Exercise prompt: Counting every line in the entries below where the word "ValidationError" occurs, report how many there are. Give only that number.

----------------------------------------

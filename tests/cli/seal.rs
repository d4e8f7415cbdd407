//! Tests for the `seal` command.

use base64::engine::general_purpose::STANDARD;
use base64::Engine;
use sealant::core::cipher::{Hybrid, LabelBinding};
use sealant::core::constants::{API_VERSION, KIND, NAMESPACE_WIDE_ANNOTATION};
use sealant::core::scope::Scope;

use crate::support::*;

fn strict_label() -> sealant::core::scope::Label {
    Scope::Strict.label(NAMESPACE, SECRET_NAME)
}

#[test]
fn test_seal_prints_record() {
    let t = Test::new();

    let output = t.seal("strict", SAMPLE_VALUES, &[]);
    assert_success(&output);

    let record = record_json(&output);
    assert_eq!(record["apiVersion"], API_VERSION);
    assert_eq!(record["kind"], KIND);
    assert_eq!(record["metadata"]["name"], SECRET_NAME);
    assert_eq!(record["metadata"]["namespace"], NAMESPACE);

    let data = record["spec"]["encryptedData"].as_object().unwrap();
    let keys: Vec<&str> = data.keys().map(String::as_str).collect();
    assert_eq!(keys, vec!["API_KEY", "DATABASE_URL", "tls.crt"]);
    assert_eq!(
        open_base64(data["tls.crt"].as_str().unwrap(), &strict_label()),
        "-----BEGIN CERTIFICATE-----\nMIIB\n-----END CERTIFICATE-----"
    );
    assert_stderr_contains(&output, "sealed 3 value(s) for team-a/db");
}

#[test]
fn test_seal_reads_values_file() {
    let t = Test::new();
    let values = t.write("values.env", "user=admin\npassword=hunter2\n\n");

    let output = t
        .cmd()
        .args(["seal", "-n", NAMESPACE, "--name", SECRET_NAME, "-f"])
        .arg(&values)
        .arg("--key")
        .arg(t.key_path())
        .output()
        .unwrap();

    // Trailing empty line is malformed.
    assert_failure(&output);

    t.write("values.env", "user=admin\npassword=hunter2");
    let output = t
        .cmd()
        .args(["seal", "-n", NAMESPACE, "--name", SECRET_NAME, "-f"])
        .arg(&values)
        .arg("--key")
        .arg(t.key_path())
        .output()
        .unwrap();
    assert_success(&output);

    let record = record_json(&output);
    let password = record["spec"]["encryptedData"]["password"].as_str().unwrap();
    assert_eq!(open_base64(password, &strict_label()), "hunter2");
}

#[test]
fn test_seal_merges_existing_values() {
    let t = Test::new();
    let existing = t.write("existing.env", "a=1\nb=2");

    let output = t.seal(
        "strict",
        "b=3\nc=4",
        &["--existing", existing.to_str().unwrap()],
    );
    assert_success(&output);

    let record = record_json(&output);
    let data = record["spec"]["encryptedData"].as_object().unwrap();
    let opened: Vec<String> = data
        .values()
        .map(|v| open_base64(v.as_str().unwrap(), &strict_label()))
        .collect();
    assert_eq!(opened, vec!["1", "3", "4"]);
}

#[test]
fn test_seal_namespace_scope_annotates() {
    let t = Test::new();

    let output = t.seal("namespace", "a=1", &[]);
    assert_success(&output);

    let record = record_json(&output);
    assert_eq!(
        record["metadata"]["annotations"][NAMESPACE_WIDE_ANNOTATION],
        "true"
    );
    assert_eq!(
        record["spec"]["template"]["metadata"]["annotations"][NAMESPACE_WIDE_ANNOTATION],
        "true"
    );
    let blob = record["spec"]["encryptedData"]["a"].as_str().unwrap();
    assert_eq!(
        open_base64(blob, &Scope::Namespace.label(NAMESPACE, "anything")),
        "1"
    );
}

#[test]
fn test_seal_preserves_allowed_annotations() {
    let t = Test::new();
    let annotations = t.write(
        "annotations.env",
        &format!(
            "{}=true\n{}=team-x\nunlisted=gone",
            NAMESPACE_WIDE_ANNOTATION, OWNER_ANNOTATION
        ),
    );

    let output = t.seal(
        "strict",
        "a=1",
        &[
            "--annotations",
            annotations.to_str().unwrap(),
            "--preserve",
            OWNER_ANNOTATION,
        ],
    );
    assert_success(&output);

    let record = record_json(&output);
    let kept = record["metadata"]["annotations"].as_object().unwrap();
    assert_eq!(kept.len(), 1);
    assert_eq!(kept[OWNER_ANNOTATION], "team-x");
    assert!(record["spec"]["template"]["metadata"]
        .get("annotations")
        .is_none());
}

#[test]
fn test_seal_preserve_from_env() {
    let t = Test::new();
    let annotations = t.write("annotations.env", "owner=team-x");

    let output = t
        .cmd()
        .env("SEALANT_PRESERVE_ANNOTATIONS", "owner")
        .args(["seal", "-n", NAMESPACE, "--name", SECRET_NAME, "--annotations"])
        .arg(&annotations)
        .arg("--key")
        .arg(t.key_path())
        .write_stdin("a=1")
        .output()
        .unwrap();
    assert_success(&output);

    let record = record_json(&output);
    assert_eq!(record["metadata"]["annotations"][OWNER_ANNOTATION], "team-x");
}

#[test]
fn test_seal_oaep_only_binding() {
    let t = Test::new();

    let output = t.seal("strict", "a=1", &["--label-binding", "oaep-only"]);
    assert_success(&output);

    let record = record_json(&output);
    let blob = STANDARD
        .decode(record["spec"]["encryptedData"]["a"].as_str().unwrap())
        .unwrap();

    let opened = Hybrid::new(LabelBinding::OaepOnly)
        .open(controller_key(), &strict_label(), &blob)
        .unwrap();
    assert_eq!(opened, b"1");
    assert!(Hybrid::default()
        .open(controller_key(), &strict_label(), &blob)
        .is_err());
}

#[test]
fn test_seal_output_differs_between_runs() {
    let t = Test::new();

    let first = record_json(&t.seal("strict", "a=1", &[]));
    let second = record_json(&t.seal("strict", "a=1", &[]));

    assert_ne!(
        first["spec"]["encryptedData"]["a"],
        second["spec"]["encryptedData"]["a"]
    );
}

#[test]
fn test_verbose_logs_to_stderr_only() {
    let t = Test::new();

    let output = t.seal("strict", "a=1", &["--verbose"]);
    assert_success(&output);

    // stdout stays a parseable record
    record_json(&output);
    assert_stderr_contains(&output, "sealing");
}

#[test]
fn test_first_seal_is_quiet() {
    let t = Test::new();

    let output = t.seal("strict", "a=1", &[]);
    assert_success(&output);

    let err = stderr(&output);
    assert!(!err.contains("WARN"), "unexpected warning: {}", err);
    assert!(!err.contains("secret not found"));
}
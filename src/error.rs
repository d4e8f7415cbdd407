//! Error types.
//!
//! Every component has its own error enum; [`Error`] wraps them so the
//! library and the CLI can share one `Result` alias.

use std::time::Duration;

use thiserror::Error;

/// Top-level error.
#[derive(Error, Debug)]
pub enum Error {
    #[error(transparent)]
    Format(#[from] FormatError),

    #[error(transparent)]
    Validation(#[from] ValidationError),

    #[error(transparent)]
    Crypto(#[from] CryptoError),

    #[error(transparent)]
    Store(#[from] StoreError),

    #[error(transparent)]
    Pipeline(#[from] PipelineError),

    #[error(transparent)]
    Config(#[from] ConfigError),

    #[error("io error: {0}")]
    Io(#[from] std::io::Error),

    #[error("json error: {0}")]
    Json(#[from] serde_json::Error),
}

/// Malformed key/value text.
#[derive(Error, Debug, Clone, PartialEq, Eq)]
pub enum FormatError {
    #[error("empty input")]
    Empty,

    #[error("missing '=' at line: {line}")]
    MissingSeparator { line: usize },

    #[error("empty key at line: {line}")]
    EmptyKey { line: usize },

    #[error("unterminated multi-line value for '{key}' opened at line: {line}")]
    Unterminated { key: String, line: usize },
}

/// A request that cannot be sealed as given.
#[derive(Error, Debug, Clone, PartialEq, Eq)]
pub enum ValidationError {
    #[error("{0} must not be empty")]
    EmptyField(&'static str),

    #[error("invalid {field} '{value}': {reason}")]
    InvalidName {
        field: &'static str,
        value: String,
        reason: String,
    },

    #[error("invalid key '{key}': {reason}")]
    InvalidKey { key: String, reason: String },

    #[error("no key-value pairs found")]
    NoValues,

    #[error("unknown scope '{0}' (expected cluster, namespace or strict)")]
    UnknownScope(String),
}

/// Key, randomness or cipher failure. Never worth retrying with the same key.
#[derive(Error, Debug, Clone, PartialEq, Eq)]
pub enum CryptoError {
    #[error("invalid public key: {0}")]
    InvalidPublicKey(String),

    #[error("random source failed: {0}")]
    Random(String),

    #[error("session key wrap failed: {0}")]
    WrapFailed(String),

    #[error("wrapped session key is {0} bytes, larger than the 2-byte length prefix allows")]
    KeyTooLarge(usize),

    #[error("payload seal failed")]
    SealFailed,

    #[error("malformed ciphertext: {0}")]
    Malformed(String),

    #[error("session key unwrap failed: {0}")]
    UnwrapFailed(String),

    #[error("payload open failed: wrong key, label or corrupted ciphertext")]
    OpenFailed,
}

/// Failure reported by an external collaborator.
#[derive(Error, Debug, Clone, PartialEq, Eq)]
pub enum StoreError {
    #[error("not found: {0}")]
    NotFound(String),

    #[error("unavailable: {0}")]
    Unavailable(String),

    #[error("read failed: {0}")]
    Io(String),

    #[error("invalid data: {0}")]
    Invalid(String),
}

impl StoreError {
    /// Whether retrying the same call later may succeed.
    pub fn is_transient(&self) -> bool {
        matches!(self, Self::Unavailable(_))
    }
}

/// Failure of a whole sealing request. Never carries a partial record.
#[derive(Error, Debug, Clone, PartialEq, Eq)]
pub enum PipelineError {
    #[error("failed to get existing secret data: {0}")]
    SecretLookup(#[source] StoreError),

    #[error("failed to get existing sealed-secret annotations: {0}")]
    AnnotationLookup(#[source] StoreError),

    #[error("failed to get public key: {0}")]
    KeyFetch(#[source] StoreError),

    #[error("failed to encrypt value '{key}': {source}")]
    Encrypt {
        key: String,
        #[source]
        source: CryptoError,
    },

    #[error("encryption worker failed: {0}")]
    Worker(String),

    #[error("sealing cancelled")]
    Cancelled,

    #[error("sealing timed out after {0:?}")]
    TimedOut(Duration),
}

impl PipelineError {
    /// Whether the caller may retry the request unchanged.
    ///
    /// Missing resources and crypto failures are final; unreachable
    /// collaborators and deadlines are not.
    pub fn is_retryable(&self) -> bool {
        match self {
            Self::SecretLookup(e) | Self::AnnotationLookup(e) | Self::KeyFetch(e) => {
                e.is_transient()
            }
            Self::TimedOut(_) => true,
            Self::Encrypt { .. } | Self::Worker(_) | Self::Cancelled => false,
        }
    }

    /// Whether a collaborator reported a missing resource.
    pub fn is_not_found(&self) -> bool {
        matches!(
            self,
            Self::SecretLookup(StoreError::NotFound(_))
                | Self::AnnotationLookup(StoreError::NotFound(_))
                | Self::KeyFetch(StoreError::NotFound(_))
        )
    }
}

/// Configuration file problems.
#[derive(Error, Debug)]
pub enum ConfigError {
    #[error("config file not found: {0}")]
    NotFound(String),

    #[error("failed to read config: {0}")]
    ReadFile(#[source] std::io::Error),

    #[error("failed to parse config: {0}")]
    Parse(#[source] toml::de::Error),

    #[error("invalid config value for {field}: {reason}")]
    InvalidValue { field: &'static str, reason: String },
}

pub type Result<T> = std::result::Result<T, Error>;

----------------------------------------

The completed task: 2